As a child, growing up in a Methodist church that was very influenced by the “salvation only” type of Christian teachings, readings like this one from Mark scared me to death. In this “salvation only” mind frame, we are Christians primarily because of what that means for us after our deaths. God is present only as the big guy in the sky who’s there to save us from something terrible. As a friend puts it, being a Christian is hell insurance. This type of Christianity took root in many of our American churches and is still alive and well and has a very specific way of reading scripture – fear. When we read scripture mostly for clues on how to save our skin, there is a lot of fear.

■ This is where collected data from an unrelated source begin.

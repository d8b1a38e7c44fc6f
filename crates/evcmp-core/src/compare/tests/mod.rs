#![allow(clippy::expect_used)]


use crate::record::{
    Association, CoreFields, FourVector, MissingEnergy, Point, Record, RecordRef, Relation,
    ScalarField,
};
use crate::store::{Collection, Event, EventStore};

pub(crate) fn muon(charge: i64, px: f64) -> Record {
    Record::core(
        CoreFields {
            p4: Some(FourVector {
                px,
                py: 0.5,
                pz: -2.0,
                mass: 0.105,
            }),
            vertex: None,
            ..CoreFields::default()
        }
        .with_scalar(ScalarField::Charge, charge)
        .with_scalar(ScalarField::Status, 1),
    )
}

pub(crate) fn jet(energy: f64) -> Record {
    Record::core(
        CoreFields::default()
            .with_scalar(ScalarField::Energy, energy)
            .with_scalar(ScalarField::Area, 0.4),
    )
}

pub(crate) fn vertex(z: f64) -> Record {
    Record::vertex(Point { x: 0.0, y: 0.0, z })
}

pub(crate) fn met(phi: f64) -> Record {
    Record::missing_energy(MissingEnergy {
        magnitude: 25.0,
        phi,
        scalar_sum: 310.0,
    })
}

pub(crate) fn mother_link(target: Option<usize>) -> Record {
    Record::association(Association::default().with_relation(
        Relation::Mother,
        target.map(|i| RecordRef::new("genParticles", i)),
    ))
}

pub(crate) fn collection(records: Vec<Record>) -> Collection {
    Collection::new(records)
}

pub(crate) fn single_event_store(collections: Vec<(&str, Vec<Record>)>) -> EventStore {
    let event = collections
        .into_iter()
        .fold(Event::default(), |event, (name, records)| {
            event.with_collection(name, collection(records))
        });
    EventStore::new(vec![event])
}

An alternative to this way of reading the Bible is believing that God is present here and now working out God’s hopes and dreams for this world. When we read about a present and loving God in the Bible, we believe that how we live out the Gospel imperatives to love our neighbors, to welcome strangers, to forgive, to have mercy, to work for justice all matter. When we read scripture as a living document that speaks to us about a living God who is present today, we find a lot of good news and we begin to lose our fear.
This apocalyptic scripture from Mark is a good example of one that can be read with a lot of fear for we all know we will be left wanting, but it can also be read as good news for us today. It mentions the times when we are probably most ourselves – evening, midnight, cockcrow, dawn – as the times when should be prepared for God to come and be with us. These are the times when we are winding down, when we are tired, and when we are messy. We have taken off our outward defenses against the world and we are ourselves. This gentle reading promises us that God comes to us as we are. (As an aside, also notice these are the times noted in the crucifixion story, the ultimate story of God’s choosing to be with us.)
David Lose, one of my favorite preachers, writes, “Mark offers a distinctly apocalyptic view of not only Jesus but the Christian life. Not, mind you, apocalyptic in the “end of the world” sense, but rather in the sense of pulling back the curtain of false hopes and realities in order to reveal God’s commitment to enter into and redeem our lives and world just as they are.”
At the end of 2020, we are more aware than usual that we are messy, fragile, and broken. So many of our fears have been realized this year because of the pandemic and because of the political divisions we face. We have become aware more than ever of the racist culture in our nation and of our systems that still discriminate against people of color. The curtain of false hopes and realities has come down this year. We have been exposed as completely ourselves right now, and we hope that “this is the very moment in which God chooses to meet, love, and redeem us. Here. Now. Right before our eyes.” (David Lose)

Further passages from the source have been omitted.